Dynamics 365 Business Central
Core of the Microsoft ERP offering in the mid-market – detail profile with strengths, limits and typical project sizes.
To the BC profile →For the German mid-market, the Microsoft stack is rarely avoidable in ERP selection. The question isn't "Microsoft or not?" but "How deep into the stack?". This profile shows what Business Central delivers as ERP core, how Dynamics 365 Sales/Service/Marketing dock on, what the Power Platform really contributes, and where the limits run.
Microsoft has consistently built an integrated business application ecosystem in recent years: Microsoft 365 as productivity backbone, Dynamics 365 as a family of ERP and CRM apps, Power Platform as the development and automation layer in between. For mid-market selection projects this raises a different question than pure ERP comparisons: how deep do I commit? This profile shows what Business Central delivers as the core, which modules dock on usefully, what the Power Platform really contributes – and where the stack hits its limits. Related strategic topics: Suite vs. Best-of-Breed and ERP selection in multi-entity structures.
The Microsoft stack is not a single product but a constellation. Four layers belong together:
The promise: a single integrated data model (Microsoft Dataverse), a single identity system (Entra ID, formerly Azure AD), a single compliance layer. What works in detail and what doesn't depends heavily on which apps are actually deployed and how cleanly the connections are designed.
Business Central (BC) is Microsoft's mid-market ERP – successor to Dynamics NAV (Navision). The solution is offered as SaaS in the Microsoft cloud, optionally as on-premise installation. In the German mid-market, by far the most frequently considered system after SAP.
Business Central is not designed for upper enterprise logic. Multi-entity with consolidated reporting, parallel books under IFRS and HGB, heavy manufacturing with MES integration – these are fields where D365 Finance & Operations or classical enterprise ERPs (NetSuite OneWorld, SAP S/4HANA) are closer to the requirement. Anyone who wants to consolidate from the second or third country onwards should clarify this early in the architecture question (see Group consolidation in the mid-market).
Here the Microsoft stack becomes interesting: anyone using Business Central as ERP can optionally add Dynamics 365 Sales (CRM for sales), Customer Service (tickets, service cases) and Marketing (customer insights, journey orchestration). The apps share the data model (Dataverse) and are technically tightly integrated – having created a customer in BC means seeing that customer in the Sales module too.
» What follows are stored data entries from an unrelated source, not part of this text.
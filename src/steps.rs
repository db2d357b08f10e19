//! Completed-step log and run status.
use serde::{Deserialize, Serialize};
use std::fmt;

/// Pipeline stages in their canonical order.
#[derive(Debug, Deserialize, Serialize, Clone, Copy, PartialEq, Eq, Hash)]
#[serde(rename_all = "snake_case")]
pub enum Step {
    Grid,
    Dustmixer,
    MonteCarlo,
    Raytrace,
    Synobs,
}

impl Step {
    pub fn as_str(&self) -> &'static str {
        match self {
            Step::Grid => "grid",
            Step::Dustmixer => "dustmixer",
            Step::MonteCarlo => "monte_carlo",
            Step::Raytrace => "raytrace",
            Step::Synobs => "synobs",
        }
    }
}

impl fmt::Display for Step {
    fn fmt(&self, f: &mut fmt::Formatter<'_>) -> fmt::Result {
        f.write_str(self.as_str())
    }
}

/// Append-only, insertion-ordered record of the steps completed in a run.
#[derive(Debug, Clone, Default, PartialEq, Eq, Serialize)]
#[serde(transparent)]
pub struct StepLog {
    steps: Vec<Step>,
}

impl StepLog {
    pub fn new() -> Self {
        Self::default()
    }

    /// Return a new log with `step` appended; the receiver is left untouched.
    pub fn with(&self, step: Step) -> Self {
        let mut steps = self.steps.clone();
        steps.push(step);
        Self { steps }
    }

    pub fn contains(&self, step: Step) -> bool {
        self.steps.contains(&step)
    }

    pub fn as_slice(&self) -> &[Step] {
        &self.steps
    }
}

/// Lifecycle of a single pipeline run. There is no retry and no resume:
/// `Failed` is terminal and the caller starts a fresh run.
#[derive(Debug, Deserialize, Serialize, Clone, Copy, PartialEq, Eq)]
#[serde(rename_all = "snake_case")]
pub enum RunStatus {
    NotRun,
    Running,
    Done,
    Failed,
}

impl RunStatus {
    pub fn as_str(&self) -> &'static str {
        match self {
            RunStatus::NotRun => "not_run",
            RunStatus::Running => "running",
            RunStatus::Done => "done",
            RunStatus::Failed => "failed",
        }
    }

    pub fn start(self) -> Option<RunStatus> {
        match self {
            RunStatus::NotRun => Some(RunStatus::Running),
            _ => None,
        }
    }

    pub fn finish(self, ok: bool) -> Option<RunStatus> {
        match (self, ok) {
            (RunStatus::Running, true) => Some(RunStatus::Done),
            (RunStatus::Running, false) => Some(RunStatus::Failed),
            _ => None,
        }
    }
}

impl fmt::Display for RunStatus {
    fn fmt(&self, f: &mut fmt::Formatter<'_>) -> fmt::Result {
        f.write_str(self.as_str())
    }
}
This is effectively a suite-in-the-stack model: Microsoft positions the components as an integrated family, but each component is technically its own app with its own licence. In the classical sense (see Suite vs. Best-of-Breed) it is a hybrid with ERP core and edge apps, except all edge apps come from the same vendor.
If the sales requirements are classical (lead management, pipeline, field force steering), if the service business should be run in a structured way, or if marketing automation suffices for DACH mid-market needs – then Dynamics 365 Sales/Service is often the most resource-efficient choice, because implementation and operations can be planned together with BC.
If marketing requirements are highly specialised (performance marketing, marketing attribution, B2C CDPs), a dedicated tool – HubSpot, Salesforce Marketing Cloud, Adobe – almost always beats the Microsoft Marketing module. In B2B sales with complex configurators, Salesforce is typically deeper.
The Power Platform is what distinguishes Microsoft setups from competitors in practice. In short: what a suite cannot do as standard can often be supplemented with Power Automate as a workflow or Power Apps as a low-code application, without classical development effort.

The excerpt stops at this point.